Three presenters, three continents and three of the poorest countries in the world formed the backdrop for the BBC TV documentary, A Mile In Their Shoes.
The programme followed Nick Knowles, Patrick Kielty and Victoria Beckham on extraordinary journeys through Zambia, India and Peru.
Their experiences highlighted where the money raised by Sport Relief was being put to work.
The presenters joined three children to experience everyday life in three areas the charity is battling to help.
Victoria travelled to Peru to meet 11-year-old Dinah - who lives and works on a rubbish tip.
Patrick travelled down the east coast of India with 10-year-old Vijay - one of India's thousands of vagrant "railway children".
And Nick went to Zambia to meet Joseph - an orphan who has lost both his parents to Aids and now, at just 11 years old, is Dad to his little brothers and sister.
Here are their stories:
NICK IN ZAMBIA
Nick Knowles meets Joseph, whose mum and dad have both died from AIDS.
At just 11-years-old, he's the man of the house. He's the breadwinner and has to look after his three younger brothers, his frail 83-year-old grandfather and his two-year-old sister, Florence.
When Nick arrived the family was facing another crisis - an Aids test for little Florence because she was born just weeks before her mother died of the disease.
Joseph's and his siblings' story is typical. Across southern Africa, thousands of children are losing their parents to Aids every day and the whole of Sub-Saharan Africa is ravaged by the disease.
It is estimated that five people die from Aids every minute of every day and that there are nearly 30 million adults and children living with AIDS in the region.
"I thought I was at least a little prepared for what I would see in Zambia," said Nick.
"While doing City Hospital, I've spent time with patients who know they are dying and families who know that this will be their last Christmas with their loved one.
"But the reality of what millions are going through in Zambia, especially the country's children, was on a level I could never have imagined.
"We need to help Sport Relief and the projects it supports. It's not just about giving them food, which they need, but giving them education, support and care."
VICTORIA IN PERU
Of the 250,000 children working in Peru's capital, Lima, 80% are under the age of 12.

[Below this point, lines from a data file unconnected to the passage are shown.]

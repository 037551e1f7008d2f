//! Structure-aware Markdown chunker.
//!
//! Splits a document into chunks that respect the configured character
//! budget while carrying the breadcrumb of ancestor headers valid at
//! each chunk's starting position. Splitting occurs on paragraph
//! boundaries (`\n\n`) to preserve semantic coherence; a single
//! paragraph that alone exceeds the budget is emitted whole and flagged
//! rather than split mid-paragraph.
//!
//! # Algorithm
//!
//! 1. Scan the document line by line, maintaining a [`HeaderStack`].
//! 2. Content lines accumulate into a pending section; a header line
//!    flushes the section under the breadcrumb active before the header
//!    mutates the stack. End of document flushes the remainder.
//! 3. A section over budget is split at paragraph boundaries: whole
//!    paragraphs accumulate into a buffer until the next would exceed
//!    the budget, then the buffer flushes as a chunk. Every sub-chunk
//!    carries the section's breadcrumb.
//! 4. Optionally, chunks whose body is an exact repeat of earlier
//!    content in the same document are dropped (SHA-256 content keys,
//!    scoped to one chunking run).
//! 5. Surviving chunks are finalized: `sequence_index` 0..k−1 in scan
//!    order and `total_chunks = k`.
//!
//! The budget bounds the rendered `text` including the context prefix,
//! so what is sent downstream is what was measured.

use std::collections::HashSet;

use anyhow::Result;
use sha2::{Digest, Sha256};
use tracing::debug;

use crate::config::ChunkingConfig;
use crate::header_stack::{is_header_line, HeaderStack};
use crate::models::{context_prefix, finalize, Chunk, DraftChunk};

/// Chunk a Markdown document into finalized records.
///
/// `source` is the document name or path; the chunk `id` is derived from
/// its file stem and shared by every chunk of the document. Validates
/// the configuration before scanning and returns an error without
/// producing any chunks if the derived budget is invalid.
///
/// An empty document yields an empty vector, not an error.
pub fn chunk_markdown(source: &str, text: &str, config: &ChunkingConfig) -> Result<Vec<Chunk>> {
    config.validate()?;
    let drafts = scan_markdown(text, config);
    let chunks = finalize(&doc_id_from_source(source), source, drafts);
    debug!(source, chunks = chunks.len(), "chunked markdown document");
    Ok(chunks)
}

/// Chunk an unstructured plain-text document: every paragraph is its own
/// implicit top-level section with an empty breadcrumb, still subject to
/// the budget, dedup, and finalization.
pub fn chunk_plain_text(source: &str, text: &str, config: &ChunkingConfig) -> Result<Vec<Chunk>> {
    config.validate()?;
    let drafts = scan_plain_text(text, config);
    let chunks = finalize(&doc_id_from_source(source), source, drafts);
    debug!(source, chunks = chunks.len(), "chunked plain-text document");
    Ok(chunks)
}

/// Document id from the source name: the file stem, or the name itself
/// when there is no extension to strip.
pub(crate) fn doc_id_from_source(source: &str) -> String {
    std::path::Path::new(source)
        .file_stem()
        .map(|stem| stem.to_string_lossy().into_owned())
        .filter(|stem| !stem.is_empty())
        .unwrap_or_else(|| source.to_string())
}

/// One forward scan over Markdown text, producing post-dedup drafts in
/// document order. All scan state (header stack, pending section, seen
/// keys) lives here and dies here.
pub(crate) fn scan_markdown(text: &str, config: &ChunkingConfig) -> Vec<DraftChunk> {
    let mut stack = HeaderStack::new();
    let mut section: Vec<&str> = Vec::new();
    let mut emitter = Emitter::new(config);

    for line in text.lines() {
        if is_header_line(line) {
            emitter.flush_section(&stack.render(), &section);
            section.clear();
            stack.observe(line);
        } else {
            section.push(line);
        }
    }
    emitter.flush_section(&stack.render(), &section);

    emitter.into_drafts()
}

pub(crate) fn scan_plain_text(text: &str, config: &ChunkingConfig) -> Vec<DraftChunk> {
    let mut emitter = Emitter::new(config);
    for para in text.split("\n\n") {
        if para.trim().is_empty() {
            continue;
        }
        let lines: Vec<&str> = para.lines().collect();
        emitter.flush_section("", &lines);
    }
    emitter.into_drafts()
}

/// Accumulates drafts for one chunking run, applying the budget fallback
/// and exact-duplicate suppression.
struct Emitter {
    max_chunk_chars: usize,
    deduplicate: bool,
    seen: HashSet<[u8; 32]>,
    drafts: Vec<DraftChunk>,
    suppressed: usize,
}

impl Emitter {
    fn new(config: &ChunkingConfig) -> Self {
        Self {
            max_chunk_chars: config.max_chunk_chars(),
            deduplicate: config.deduplicate,
            seen: HashSet::new(),
            drafts: Vec::new(),
            suppressed: 0,
        }
    }

    /// Emit one section as one or more drafts under `breadcrumb`.
    /// Blank-only sections emit nothing.
    fn flush_section(&mut self, breadcrumb: &str, lines: &[&str]) {
        let body = lines.join("\n");
        let body = body.trim();
        if body.is_empty() {
            return;
        }

        // The budget bounds the rendered text, context prefix included.
        let body_budget = self
            .max_chunk_chars
            .saturating_sub(context_prefix(breadcrumb).len());

        if body.len() <= body_budget {
            self.push(breadcrumb, body, false);
            return;
        }

        // Fallback: split at paragraph boundaries. Whole paragraphs
        // accumulate until the next would exceed the budget; a single
        // paragraph over budget is emitted whole and flagged.
        let mut buffer = String::new();
        for para in body.split("\n\n") {
            let para = para.trim();
            if para.is_empty() {
                continue;
            }

            let would_be = if buffer.is_empty() {
                para.len()
            } else {
                buffer.len() + 2 + para.len()
            };
            if would_be > body_budget && !buffer.is_empty() {
                let flushed = std::mem::take(&mut buffer);
                self.push(breadcrumb, &flushed, false);
            }

            if para.len() > body_budget {
                self.push(breadcrumb, para, true);
            } else {
                if !buffer.is_empty() {
                    buffer.push_str("\n\n");
                }
                buffer.push_str(para);
            }
        }
        if !buffer.is_empty() {
            self.push(breadcrumb, &buffer, false);
        }
    }

    fn push(&mut self, breadcrumb: &str, body: &str, oversized: bool) {
        if self.deduplicate {
            let key: [u8; 32] = Sha256::digest(body.as_bytes()).into();
            if !self.seen.insert(key) {
                self.suppressed += 1;
                return;
            }
        }
        self.drafts.push(DraftChunk {
            breadcrumb: breadcrumb.to_string(),
            body: body.to_string(),
            oversized,
        });
    }

    fn into_drafts(self) -> Vec<DraftChunk> {
        if self.suppressed > 0 {
            debug!(suppressed = self.suppressed, "dropped duplicate chunks");
        }
        self.drafts
    }
}

#[cfg(test)]
mod tests {
    use super::*;

    fn config() -> ChunkingConfig {
        ChunkingConfig::default()
    }

    /// Config with a small, exact character budget and dedup off.
    fn small_budget(max_chars: usize) -> ChunkingConfig {
        ChunkingConfig {
            token_limit: max_chars + 1,
            instruction_tokens: 1,
            chars_per_token: 1.0,
            deduplicate: false,
            min_chunk_chars: 0,
        }
    }

    #[test]
    fn empty_document_produces_no_chunks() {
        let chunks = chunk_markdown("empty.md", "", &config()).unwrap();
        assert!(chunks.is_empty());
        let chunks = chunk_markdown("blank.md", "\n\n  \n", &config()).unwrap();
        assert!(chunks.is_empty());
    }

    #[test]
    fn invalid_config_fails_before_scanning() {
        let cfg = ChunkingConfig {
            token_limit: 10,
            instruction_tokens: 10,
            ..Default::default()
        };
        assert!(chunk_markdown("doc.md", "# A\n\nbody", &cfg).is_err());
    }

    #[test]
    fn headerless_document_is_single_neutral_chunk() {
        let chunks = chunk_markdown("notes.md", "Just a short note.\nSecond line.", &config())
            .unwrap();
        assert_eq!(chunks.len(), 1);
        assert_eq!(chunks[0].breadcrumb(), "");
        assert_eq!(chunks[0].text, "Content:\nJust a short note.\nSecond line.");
        assert_eq!(chunks[0].metadata.total_chunks, 1);
    }

    #[test]
    fn breadcrumb_follows_header_nesting() {
        let text = "# A\n## B\n### C\nbody\n## D\nbody2";
        let chunks = chunk_markdown("doc.md", text, &config()).unwrap();
        assert_eq!(chunks.len(), 2);
        assert_eq!(chunks[0].breadcrumb(), "A > B > C");
        assert_eq!(chunks[0].body(), "body");
        assert_eq!(chunks[1].breadcrumb(), "A > D");
        assert_eq!(chunks[1].body(), "body2");
    }

    #[test]
    fn duplicate_sections_suppressed_when_dedup_on() {
        let text = "# Diabetes\n\nBody text.\n\n# Diabetes\n\nBody text.";
        let chunks = chunk_markdown("diabetes.md", text, &config()).unwrap();
        assert_eq!(chunks.len(), 1);
        assert_eq!(chunks[0].body(), "Body text.");
        assert_eq!(chunks[0].metadata.total_chunks, 1);
    }

    #[test]
    fn duplicate_sections_retained_when_dedup_off() {
        let cfg = ChunkingConfig {
            deduplicate: false,
            ..Default::default()
        };
        let text = "# Diabetes\n\nBody text.\n\n# Diabetes\n\nBody text.";
        let chunks = chunk_markdown("diabetes.md", text, &cfg).unwrap();
        assert_eq!(chunks.len(), 2);
        assert_eq!(chunks[0].body(), chunks[1].body());
        // Indices stay contiguous and totals reflect the retained count.
        assert_eq!(chunks[1].sequence_index, 1);
        assert_eq!(chunks[1].metadata.total_chunks, 2);
    }

    #[test]
    fn dedup_state_does_not_leak_across_documents() {
        let text = "# A\n\nShared boilerplate.";
        let first = chunk_markdown("one.md", text, &config()).unwrap();
        let second = chunk_markdown("two.md", text, &config()).unwrap();
        assert_eq!(first.len(), 1);
        assert_eq!(second.len(), 1);
    }

    #[test]
    fn oversized_section_splits_at_paragraph_boundaries() {
        // Ten paragraphs of 1000 chars under one header, budget 4096.
        let para = "x".repeat(1000);
        let body = vec![para; 10].join("\n\n");
        let cfg = small_budget(4096);
        let text = format!("# Big\n\n{}", body);
        let chunks = chunk_markdown("big.md", &text, &cfg).unwrap();
        assert!(chunks.len() > 1);
        for chunk in &chunks {
            assert!(!chunk.oversized);
            assert!(chunk.text.len() <= 4096, "chunk over budget: {}", chunk.text.len());
            assert_eq!(chunk.breadcrumb(), "Big");
        }
        // Nothing was lost: rejoining the bodies reconstructs the section.
        let rejoined = chunks
            .iter()
            .map(|c| c.body())
            .collect::<Vec<_>>()
            .join("\n\n");
        assert_eq!(rejoined, body);
    }

    #[test]
    fn single_paragraph_over_budget_emitted_whole_and_flagged() {
        let para = "y".repeat(5000);
        let text = format!("# Huge\n\nsmall intro\n\n{}\n\nsmall outro", para);
        let cfg = small_budget(1000);
        let chunks = chunk_markdown("huge.md", &text, &cfg).unwrap();
        let oversized: Vec<_> = chunks.iter().filter(|c| c.oversized).collect();
        assert_eq!(oversized.len(), 1);
        assert_eq!(oversized[0].body(), para);
        for chunk in chunks.iter().filter(|c| !c.oversized) {
            assert!(chunk.text.len() <= 1000);
        }
    }

    #[test]
    fn budget_accounts_for_context_prefix() {
        // Body alone fits in 100 chars, but not once the context line is
        // prepended, so the section must split.
        let text = format!(
            "# A fairly long header title here\n\n{}\n\n{}",
            "a".repeat(40),
            "b".repeat(40)
        );
        let chunks = chunk_markdown("doc.md", &text, &small_budget(100)).unwrap();
        assert_eq!(chunks.len(), 2);
        for chunk in &chunks {
            assert!(!chunk.oversized);
            assert!(chunk.text.len() <= 100);
        }
    }

    #[test]
    fn sequence_indices_follow_scan_order_after_dedup() {
        let text = "# A\n\nfirst\n\n# B\n\nfirst\n\n# C\n\nsecond";
        let chunks = chunk_markdown("doc.md", text, &config()).unwrap();
        // The repeat of "first" under B is suppressed.
        assert_eq!(chunks.len(), 2);
        assert_eq!(chunks[0].body(), "first");
        assert_eq!(chunks[1].body(), "second");
        assert_eq!(chunks[0].sequence_index, 0);
        assert_eq!(chunks[1].sequence_index, 1);
    }

    #[test]
    fn malformed_headers_are_content() {
        let text = "#notaheader\nreal content\n####\nmore";
        let chunks = chunk_markdown("doc.md", text, &config()).unwrap();
        assert_eq!(chunks.len(), 1);
        assert_eq!(chunks[0].breadcrumb(), "");
        assert!(chunks[0].body().contains("#notaheader"));
        assert!(chunks[0].body().contains("####"));
    }

    #[test]
    fn doc_id_is_source_stem() {
        assert_eq!(doc_id_from_source("data/parsed/guide.md"), "guide");
        assert_eq!(doc_id_from_source("notes.txt"), "notes");
        assert_eq!(doc_id_from_source("bare"), "bare");
    }

    #[test]
    fn plain_text_paragraphs_become_neutral_chunks() {
        let text = "First paragraph here, long enough.\n\nSecond paragraph here.";
        let chunks = chunk_plain_text("notes.txt", text, &config()).unwrap();
        assert_eq!(chunks.len(), 2);
        for chunk in &chunks {
            assert_eq!(chunk.breadcrumb(), "");
            assert_eq!(chunk.id, "notes");
        }
        assert_eq!(chunks[0].body(), "First paragraph here, long enough.");
    }
}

In rural areas the situation is no better, with a huge 62% of school-aged children suffering from malnutrition.
Victoria met Dinah, who is 11 years old. Dinah's mum died three years ago and she lives and works with her dad on a rubbish tip.
She sifts through years of compacted and burnt rubbish to find bits of old glass, metal and even animal bones that she and her father can sell.

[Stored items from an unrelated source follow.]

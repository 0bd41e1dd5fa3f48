mod generator;
mod plan;
mod preferences;
mod prompt;
mod repair;

pub mod provider;

pub use generator::*;
pub use plan::*;
pub use preferences::*;
pub use prompt::*;
pub use repair::*;
use anyhow::Result;
use clap::{Parser, Subcommand};
use macroplan::cli::{PromptArgs, render_prompt, serve};

/// macroplan - one day of meals that hits your macro targets
#[derive(Parser)]
#[command(name = "macroplan")]
#[command(about = "Generate a single-day meal plan from macronutrient targets", long_about = None)]
struct Cli {
    /// Path to configuration file
    #[arg(long, global = true)]
    config: Option<String>,

    #[command(subcommand)]
    command: Commands,
}

#[derive(Subcommand)]
enum Commands {
    /// Start the HTTP server
    Serve {
        /// Server host address (overrides config file)
        #[arg(long)]
        host: Option<String>,

        /// Server port (overrides config file)
        #[arg(long)]
        port: Option<u16>,
    },
    /// Print the prompt that would be sent to the provider
    Prompt {
        /// Protein target in grams
        #[arg(long)]
        protein: Option<f64>,

        /// Fat target in grams
        #[arg(long)]
        fat: Option<f64>,

        /// Carbohydrate target in grams
        #[arg(long)]
        carbs: Option<f64>,

        /// Number of meals
        #[arg(long)]
        meals: Option<f64>,

        /// Dietary restriction, free text
        #[arg(long)]
        diet: Option<String>,

        /// Ingredients available at home, free text
        #[arg(long)]
        fridge: Option<String>,
    },
}

#[tokio::main]
async fn main() -> Result<()> {
    let cli = Cli::parse();

    let config = macroplan::config::Config::load(cli.config.clone())?;
    config.validate().map_err(|e| anyhow::anyhow!(e))?;

    match cli.command {
        Commands::Serve { host, port } => {
            macroplan::observability::init_observability(
                "macroplan",
                env!("CARGO_PKG_VERSION"),
                &config.observability.log_level,
            )?;

            serve(config, host, port).await
        }
        Commands::Prompt {
            protein,
            fat,
            carbs,
            meals,
            diet,
            fridge,
        } => {
            let args = PromptArgs {
                protein,
                fat,
                carbs,
                meals,
                diet,
                fridge,
            };
            println!("{}", render_prompt(&args));

            Ok(())
        }
    }
}
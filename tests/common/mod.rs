#![allow(dead_code)]

use std::sync::Arc;

use axum::{
    Router,
    body::Body,
    http::{Method, Request, Response, header},
};
use http_body_util::BodyExt;
use macroplan::config::{Config, ObservabilityConfig, ProviderConfig, ServerConfig};
use macroplan::{AppState, router};
use macroplan_mealplan::provider::FakeGenerator;
use serde_json::{Value, json};

pub const NEVER_SET_ENV: &str = "MACROPLAN_TEST_KEY_THAT_IS_NEVER_SET";

/// Config whose provider key comes only from `api_key`.
pub fn config(api_key: Option<&str>) -> Config {
    Config {
        server: ServerConfig {
            host: "127.0.0.1".to_string(),
            port: 3000,
        },
        provider: ProviderConfig {
            api_key_env: NEVER_SET_ENV.to_string(),
            api_key: api_key.map(str::to_string),
            ..ProviderConfig::default()
        },
        observability: ObservabilityConfig::default(),
    }
}

pub fn app(fake: Arc<FakeGenerator>) -> Router {
    router(AppState::new(config(Some("test-key")), fake))
}

pub fn app_without_key(fake: Arc<FakeGenerator>) -> Router {
    router(AppState::new(config(None), fake))
}

pub fn four_meal_plan() -> Value {
    json!({
        "plan_name": "High protein day",
        "days": [{
            "day_name": "Monday",
            "total_macros": { "protein_g": 160, "fat_g": 70, "carbs_g": 220 },
            "meals": [
                {
                    "meal_type": "breakfast",
                    "recipe_name": "m1",
                    "short_description": "Oats with whey",
                    "macros": { "protein_g": 40, "fat_g": 10, "carbs_g": 60 },
                    "ingredients": [{ "name": "oats", "quantity_grams": 80 }],
                    "steps": ["Cook oats", "Stir in whey", "Top with berries"]
                },
                { "meal_type": "lunch", "recipe_name": "m2", "steps": ["Grill chicken"] },
                { "meal_type": "snack", "recipe_name": "m3" },
                { "meal_type": "dinner", "recipe_name": "m4", "steps": [] }
            ]
        }],
        "shopping_list": ["oats", "whey", "chicken breast"],
        "general_tips": ["Drink water"]
    })
}

pub fn post_json(uri: &str, body: impl Into<Body>) -> Request<Body> {
    Request::builder()
        .method(Method::POST)
        .uri(uri)
        .header(header::CONTENT_TYPE, "application/json")
        .body(body.into())
        .unwrap()
}

pub fn post_form(uri: &str, fields: &[(&str, &str)]) -> Request<Body> {
    Request::builder()
        .method(Method::POST)
        .uri(uri)
        .header(header::CONTENT_TYPE, "application/x-www-form-urlencoded")
        .body(Body::from(serde_urlencoded::to_string(fields).unwrap()))
        .unwrap()
}

pub async fn body_json(response: Response<Body>) -> Value {
    let bytes = response.into_body().collect().await.unwrap().to_bytes();
    serde_json::from_slice(&bytes).unwrap()
}

pub async fn body_text(response: Response<Body>) -> String {
    let bytes = response.into_body().collect().await.unwrap().to_bytes();
    String::from_utf8(bytes.to_vec()).unwrap()
}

"I felt really privileged when Sport Relief invited me to go to Peru to visit one of their projects," Victoria said.
She added: "I've never experienced anything like it. The poverty that people face everyday is unbelievable.

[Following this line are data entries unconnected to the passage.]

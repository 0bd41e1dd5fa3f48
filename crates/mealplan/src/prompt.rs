use crate::preferences::Preferences;

pub const SYSTEM_PROMPT: &str = "You are a sports nutritionist and home cook. \
Answer concisely with simple, affordable recipes and keep the output short to limit cost.";

/// Output schema the model must follow, embedded verbatim in the prompt.
const OUTPUT_SCHEMA: &str = r#"{
  "plan_name": "string",
  "days": [
    {
      "day_name": "string",
      "total_macros": { "protein_g": 0, "fat_g": 0, "carbs_g": 0 },
      "meals": [
        {
          "meal_type": "string",
          "recipe_name": "string",
          "short_description": "string",
          "macros": { "protein_g": 0, "fat_g": 0, "carbs_g": 0 },
          "ingredients": [ { "name": "string", "quantity_grams": 0 } ],
          "steps": ["string"]
        }
      ]
    }
  ],
  "shopping_list": ["string"],
  "general_tips": ["string"]
}"#;

fn or_na(value: &str) -> &str {
    if value.is_empty() { "N/A" } else { value }
}

/// Render the user prompt for a set of sanitized preferences.
///
/// Pure: identical preferences always produce identical text.
pub fn build_prompt(prefs: &Preferences) -> String {
    format!(
        "Create a one-day meal plan.\n\
         \n\
         Daily targets:\n\
         - Protein: {protein} g\n\
         - Fat: {fat} g\n\
         - Carbohydrates: {carbs} g\n\
         - Exactly {meals} meals\n\
         - Dietary restriction: {diet}\n\
         - Ingredients available at home: {fridge}\n\
         \n\
         Rules:\n\
         - Respond with JSON only. No markdown, no code fences, no text before or after the JSON.\n\
         - Use realistic, simple recipes with common ingredients.\n\
         - At most 2 short steps per dish.\n\
         - Every ingredient quantity in grams.\n\
         - Prefer the available ingredients when they fit the targets.\n\
         - The day must contain exactly {meals} meals and its totals should match the targets.\n\
         \n\
         Output JSON schema:\n\
         {schema}\n",
        protein = prefs.protein,
        fat = prefs.fat,
        carbs = prefs.carbs,
        meals = prefs.num_meals,
        diet = or_na(&prefs.dietary_filter),
        fridge = or_na(&prefs.fridge_ingredients),
        schema = OUTPUT_SCHEMA,
    )
}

"To Dinah it's just part of normal everyday life and her positive outlook stays strong in spite of the difficult circumstances."
"As a mother, to see children living with these challenges every day is
heartbreaking but they continue to remain upbeat.
"To witness the struggles of one family first hand and spend time with them has been unforgettable.
"By doing this film piece I hope to raise awareness for these types of issues and help to raise money for Sport Relief, and, in turn help people like Dinah head towards a brighter future."
PATRICK IN INDIA
Patrick's journey took him thousands of miles across the world to meet 10-year-old Vijay in India.
Vijay left home two years ago and has been living rough as one of India's thousands of "railway' children" ever since.
He sleeps rough on the platforms and makes the best living he can sweeping the trains and begging for money from passengers.
He left home because he felt a burden on his family.
There simply wasn't enough money to feed the three children.
Many families in India live close to starvation and Vijay's family is no exception. Since Vijay left, however, his family have spent every spare penny trying to find him.
Patrick's is a magical journey because, with the help of Sport Relief money, a project called New Hope is managing to reunite some railway children with their families.
There are around 200,000 children living on the streets of Kolkata alone, with a third of those being under 10 years of age.
"The first few days of the trip was spent in Kolkata seeing just what these kids have to do to survive," Kielty said.
"We met a young lad who spends all day every day collecting plastic bottles amongst the filth and the rubbish.
"He needed to get a whole kilo bag full to get six rupees, which is about a penny.
"You look at these kids and you just want to take them out of all of that, but we're talking about thousands of youngsters.
"That's where the projects that Sport Relief fund come in. They give these kids shelter, food and the chance of an education, the chance of a way out."
Sunday's documentary is aired at 5.45 BST and heralds Sport Relief, which culminates on 10 July with the Go The Extra Mile campaign around Britain.